= Work item =
The answer must consist of every line in the data below that holds the word "email".

BEGIN

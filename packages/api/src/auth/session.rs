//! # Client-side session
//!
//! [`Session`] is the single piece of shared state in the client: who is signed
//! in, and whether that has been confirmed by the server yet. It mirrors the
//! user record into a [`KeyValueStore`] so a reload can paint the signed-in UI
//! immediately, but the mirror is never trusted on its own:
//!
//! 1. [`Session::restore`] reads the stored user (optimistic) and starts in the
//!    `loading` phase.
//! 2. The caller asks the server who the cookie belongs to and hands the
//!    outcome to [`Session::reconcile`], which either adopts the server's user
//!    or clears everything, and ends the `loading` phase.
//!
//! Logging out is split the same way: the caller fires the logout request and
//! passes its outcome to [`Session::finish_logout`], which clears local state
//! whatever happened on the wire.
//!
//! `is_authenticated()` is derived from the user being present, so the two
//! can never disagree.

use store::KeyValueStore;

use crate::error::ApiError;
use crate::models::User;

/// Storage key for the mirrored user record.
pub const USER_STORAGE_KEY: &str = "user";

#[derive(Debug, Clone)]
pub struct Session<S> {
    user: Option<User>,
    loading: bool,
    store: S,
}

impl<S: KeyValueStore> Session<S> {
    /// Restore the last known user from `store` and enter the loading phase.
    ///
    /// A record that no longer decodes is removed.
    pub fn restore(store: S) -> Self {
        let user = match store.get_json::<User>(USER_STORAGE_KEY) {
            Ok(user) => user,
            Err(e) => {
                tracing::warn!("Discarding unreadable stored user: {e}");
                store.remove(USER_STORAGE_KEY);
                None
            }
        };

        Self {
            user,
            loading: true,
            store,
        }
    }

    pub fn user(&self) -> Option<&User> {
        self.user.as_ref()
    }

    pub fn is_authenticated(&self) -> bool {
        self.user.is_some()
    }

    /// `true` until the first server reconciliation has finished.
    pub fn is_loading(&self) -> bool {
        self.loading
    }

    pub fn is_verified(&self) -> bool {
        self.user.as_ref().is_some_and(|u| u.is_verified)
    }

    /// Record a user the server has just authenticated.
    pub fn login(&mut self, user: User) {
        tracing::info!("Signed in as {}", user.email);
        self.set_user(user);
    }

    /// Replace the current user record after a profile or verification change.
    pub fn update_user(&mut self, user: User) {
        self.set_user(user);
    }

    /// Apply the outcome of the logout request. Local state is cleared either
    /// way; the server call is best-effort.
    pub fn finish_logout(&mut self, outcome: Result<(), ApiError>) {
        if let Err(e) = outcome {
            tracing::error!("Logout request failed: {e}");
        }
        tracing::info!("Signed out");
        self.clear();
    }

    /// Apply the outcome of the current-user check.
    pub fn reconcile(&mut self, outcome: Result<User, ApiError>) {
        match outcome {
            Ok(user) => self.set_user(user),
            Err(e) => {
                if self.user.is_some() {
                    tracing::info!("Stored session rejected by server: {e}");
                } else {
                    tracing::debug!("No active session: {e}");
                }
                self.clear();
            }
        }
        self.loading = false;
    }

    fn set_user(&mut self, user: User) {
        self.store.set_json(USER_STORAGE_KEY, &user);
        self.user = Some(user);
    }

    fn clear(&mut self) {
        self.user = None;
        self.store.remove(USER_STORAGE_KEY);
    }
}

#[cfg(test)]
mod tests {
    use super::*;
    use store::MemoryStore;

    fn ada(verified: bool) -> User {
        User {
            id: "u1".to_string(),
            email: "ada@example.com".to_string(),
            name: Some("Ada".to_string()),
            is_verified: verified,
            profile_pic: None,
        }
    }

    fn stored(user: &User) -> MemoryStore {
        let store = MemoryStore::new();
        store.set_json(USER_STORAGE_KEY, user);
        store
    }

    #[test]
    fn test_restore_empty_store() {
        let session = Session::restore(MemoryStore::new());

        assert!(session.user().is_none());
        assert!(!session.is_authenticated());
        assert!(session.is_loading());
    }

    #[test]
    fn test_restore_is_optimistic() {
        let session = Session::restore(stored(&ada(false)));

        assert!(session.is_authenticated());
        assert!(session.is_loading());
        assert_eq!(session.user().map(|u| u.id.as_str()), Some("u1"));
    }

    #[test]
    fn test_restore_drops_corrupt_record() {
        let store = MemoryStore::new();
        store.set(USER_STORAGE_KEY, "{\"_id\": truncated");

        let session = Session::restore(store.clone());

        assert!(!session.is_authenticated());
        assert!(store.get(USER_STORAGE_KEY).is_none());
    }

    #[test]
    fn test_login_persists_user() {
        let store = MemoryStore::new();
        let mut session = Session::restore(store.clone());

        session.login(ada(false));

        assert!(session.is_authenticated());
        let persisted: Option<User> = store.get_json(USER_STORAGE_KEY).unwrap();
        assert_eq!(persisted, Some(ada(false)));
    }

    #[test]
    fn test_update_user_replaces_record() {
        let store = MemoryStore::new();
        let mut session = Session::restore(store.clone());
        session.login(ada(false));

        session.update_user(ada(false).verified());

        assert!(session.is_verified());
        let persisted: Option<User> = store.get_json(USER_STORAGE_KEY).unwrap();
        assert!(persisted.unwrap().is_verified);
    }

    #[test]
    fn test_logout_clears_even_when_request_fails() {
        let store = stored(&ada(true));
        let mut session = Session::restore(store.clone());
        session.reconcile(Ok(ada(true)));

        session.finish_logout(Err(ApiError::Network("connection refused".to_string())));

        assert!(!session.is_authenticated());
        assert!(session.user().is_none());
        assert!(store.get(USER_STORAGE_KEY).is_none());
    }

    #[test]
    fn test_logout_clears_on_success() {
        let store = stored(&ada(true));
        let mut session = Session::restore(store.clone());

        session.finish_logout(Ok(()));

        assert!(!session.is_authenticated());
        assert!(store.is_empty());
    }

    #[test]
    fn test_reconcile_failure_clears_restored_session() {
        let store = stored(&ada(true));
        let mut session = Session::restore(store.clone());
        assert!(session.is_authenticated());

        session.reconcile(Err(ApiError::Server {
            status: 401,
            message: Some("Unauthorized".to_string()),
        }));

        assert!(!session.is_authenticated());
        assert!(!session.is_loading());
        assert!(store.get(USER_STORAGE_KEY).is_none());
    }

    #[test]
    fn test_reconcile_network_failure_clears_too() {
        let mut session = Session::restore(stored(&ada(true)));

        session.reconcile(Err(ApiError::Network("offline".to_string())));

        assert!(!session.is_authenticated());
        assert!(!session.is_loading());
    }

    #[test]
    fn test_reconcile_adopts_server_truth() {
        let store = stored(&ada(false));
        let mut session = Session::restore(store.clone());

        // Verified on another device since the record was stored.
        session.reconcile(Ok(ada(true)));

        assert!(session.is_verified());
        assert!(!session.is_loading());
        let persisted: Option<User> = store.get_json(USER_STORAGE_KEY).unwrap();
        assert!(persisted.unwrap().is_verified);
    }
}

END
BEGIN

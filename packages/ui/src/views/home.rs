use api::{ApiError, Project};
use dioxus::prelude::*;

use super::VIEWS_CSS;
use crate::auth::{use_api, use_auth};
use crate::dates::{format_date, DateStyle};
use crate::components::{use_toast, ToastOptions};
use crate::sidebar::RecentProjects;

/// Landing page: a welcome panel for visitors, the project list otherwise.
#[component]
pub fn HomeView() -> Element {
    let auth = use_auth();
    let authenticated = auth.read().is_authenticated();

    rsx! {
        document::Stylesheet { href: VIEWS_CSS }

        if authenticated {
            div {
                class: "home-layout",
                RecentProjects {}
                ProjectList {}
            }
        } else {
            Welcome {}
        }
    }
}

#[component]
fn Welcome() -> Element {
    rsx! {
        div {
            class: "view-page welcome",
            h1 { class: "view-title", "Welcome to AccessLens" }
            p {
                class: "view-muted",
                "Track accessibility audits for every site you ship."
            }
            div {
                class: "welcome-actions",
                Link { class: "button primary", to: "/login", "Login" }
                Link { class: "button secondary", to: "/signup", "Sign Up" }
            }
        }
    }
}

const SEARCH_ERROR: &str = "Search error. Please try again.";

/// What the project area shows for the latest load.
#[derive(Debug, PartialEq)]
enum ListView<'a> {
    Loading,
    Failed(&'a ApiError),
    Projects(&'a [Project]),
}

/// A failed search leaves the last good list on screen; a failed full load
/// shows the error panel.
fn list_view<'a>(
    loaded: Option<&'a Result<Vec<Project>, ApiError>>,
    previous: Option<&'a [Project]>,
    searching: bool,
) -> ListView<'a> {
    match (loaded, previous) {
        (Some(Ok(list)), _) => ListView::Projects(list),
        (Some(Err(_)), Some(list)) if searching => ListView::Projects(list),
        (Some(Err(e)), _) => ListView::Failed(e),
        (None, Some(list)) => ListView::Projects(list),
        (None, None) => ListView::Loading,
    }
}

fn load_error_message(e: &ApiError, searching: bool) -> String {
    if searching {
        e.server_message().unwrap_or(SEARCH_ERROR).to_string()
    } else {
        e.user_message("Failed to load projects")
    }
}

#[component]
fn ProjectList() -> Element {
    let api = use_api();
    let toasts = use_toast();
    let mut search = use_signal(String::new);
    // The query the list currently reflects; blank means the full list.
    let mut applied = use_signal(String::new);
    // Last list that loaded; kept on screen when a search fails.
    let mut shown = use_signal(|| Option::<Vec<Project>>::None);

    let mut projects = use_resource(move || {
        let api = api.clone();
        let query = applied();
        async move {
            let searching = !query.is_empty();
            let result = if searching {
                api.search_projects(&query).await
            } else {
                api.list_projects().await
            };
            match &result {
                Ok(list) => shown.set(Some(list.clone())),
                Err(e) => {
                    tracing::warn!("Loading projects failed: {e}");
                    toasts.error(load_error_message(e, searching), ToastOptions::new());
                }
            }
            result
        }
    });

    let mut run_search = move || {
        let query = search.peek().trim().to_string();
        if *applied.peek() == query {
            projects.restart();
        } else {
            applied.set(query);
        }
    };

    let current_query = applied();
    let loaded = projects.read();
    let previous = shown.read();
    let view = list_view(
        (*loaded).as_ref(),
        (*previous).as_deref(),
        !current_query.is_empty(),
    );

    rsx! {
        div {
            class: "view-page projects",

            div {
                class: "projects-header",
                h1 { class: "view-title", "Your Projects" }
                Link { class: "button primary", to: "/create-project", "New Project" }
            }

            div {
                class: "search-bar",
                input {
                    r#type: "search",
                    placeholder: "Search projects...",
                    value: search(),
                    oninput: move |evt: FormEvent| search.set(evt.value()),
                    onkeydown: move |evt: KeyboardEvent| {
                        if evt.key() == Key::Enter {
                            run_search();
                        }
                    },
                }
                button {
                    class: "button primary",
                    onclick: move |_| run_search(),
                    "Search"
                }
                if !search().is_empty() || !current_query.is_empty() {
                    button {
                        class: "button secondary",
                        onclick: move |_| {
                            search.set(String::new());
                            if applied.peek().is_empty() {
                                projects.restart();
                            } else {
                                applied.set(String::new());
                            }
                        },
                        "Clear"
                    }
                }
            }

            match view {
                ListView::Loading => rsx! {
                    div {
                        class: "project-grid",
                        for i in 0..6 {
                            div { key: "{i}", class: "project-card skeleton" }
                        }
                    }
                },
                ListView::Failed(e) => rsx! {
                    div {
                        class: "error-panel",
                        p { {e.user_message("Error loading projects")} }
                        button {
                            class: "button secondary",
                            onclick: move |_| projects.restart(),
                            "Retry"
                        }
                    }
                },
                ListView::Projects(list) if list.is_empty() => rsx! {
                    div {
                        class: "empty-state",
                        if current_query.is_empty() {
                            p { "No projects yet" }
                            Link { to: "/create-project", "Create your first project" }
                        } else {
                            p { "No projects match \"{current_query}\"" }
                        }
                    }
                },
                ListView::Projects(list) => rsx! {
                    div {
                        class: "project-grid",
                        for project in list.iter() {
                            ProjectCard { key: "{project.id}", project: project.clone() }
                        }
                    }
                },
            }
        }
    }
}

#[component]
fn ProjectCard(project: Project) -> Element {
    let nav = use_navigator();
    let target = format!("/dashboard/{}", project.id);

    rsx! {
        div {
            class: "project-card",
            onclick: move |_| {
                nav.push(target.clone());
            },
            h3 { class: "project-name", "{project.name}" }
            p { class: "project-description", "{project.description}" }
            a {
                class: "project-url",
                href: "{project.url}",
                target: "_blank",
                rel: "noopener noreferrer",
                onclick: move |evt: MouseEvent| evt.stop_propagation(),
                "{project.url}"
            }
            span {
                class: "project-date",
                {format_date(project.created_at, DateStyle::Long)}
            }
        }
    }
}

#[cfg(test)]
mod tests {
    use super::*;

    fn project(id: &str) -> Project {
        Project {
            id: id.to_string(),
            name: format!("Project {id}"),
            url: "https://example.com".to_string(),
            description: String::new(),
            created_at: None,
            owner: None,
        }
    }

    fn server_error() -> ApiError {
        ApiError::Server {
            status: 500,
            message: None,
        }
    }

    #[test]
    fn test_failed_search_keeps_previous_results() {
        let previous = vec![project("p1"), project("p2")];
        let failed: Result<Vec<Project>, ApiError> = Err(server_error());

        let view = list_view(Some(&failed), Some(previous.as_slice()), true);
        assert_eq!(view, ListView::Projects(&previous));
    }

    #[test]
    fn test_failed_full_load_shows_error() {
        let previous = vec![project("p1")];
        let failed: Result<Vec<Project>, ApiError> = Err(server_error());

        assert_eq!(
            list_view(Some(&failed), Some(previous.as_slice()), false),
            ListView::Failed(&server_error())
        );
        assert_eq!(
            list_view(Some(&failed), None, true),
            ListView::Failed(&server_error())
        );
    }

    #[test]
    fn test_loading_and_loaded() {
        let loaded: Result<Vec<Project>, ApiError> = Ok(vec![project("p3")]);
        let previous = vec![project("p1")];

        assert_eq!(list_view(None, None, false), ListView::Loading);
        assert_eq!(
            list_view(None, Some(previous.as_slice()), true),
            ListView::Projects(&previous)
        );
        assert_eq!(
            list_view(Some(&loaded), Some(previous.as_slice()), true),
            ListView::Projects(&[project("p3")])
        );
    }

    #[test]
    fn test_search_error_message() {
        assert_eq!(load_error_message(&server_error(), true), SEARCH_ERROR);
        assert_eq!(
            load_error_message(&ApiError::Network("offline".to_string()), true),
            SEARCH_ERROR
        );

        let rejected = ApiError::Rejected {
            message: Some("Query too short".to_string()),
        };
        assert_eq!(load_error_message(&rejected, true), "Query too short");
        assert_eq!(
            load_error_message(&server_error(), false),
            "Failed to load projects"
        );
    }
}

END

= Exercise response =
        tracing::info!("Signed in as {}", user.email);
            email: "ada@example.com".to_string(),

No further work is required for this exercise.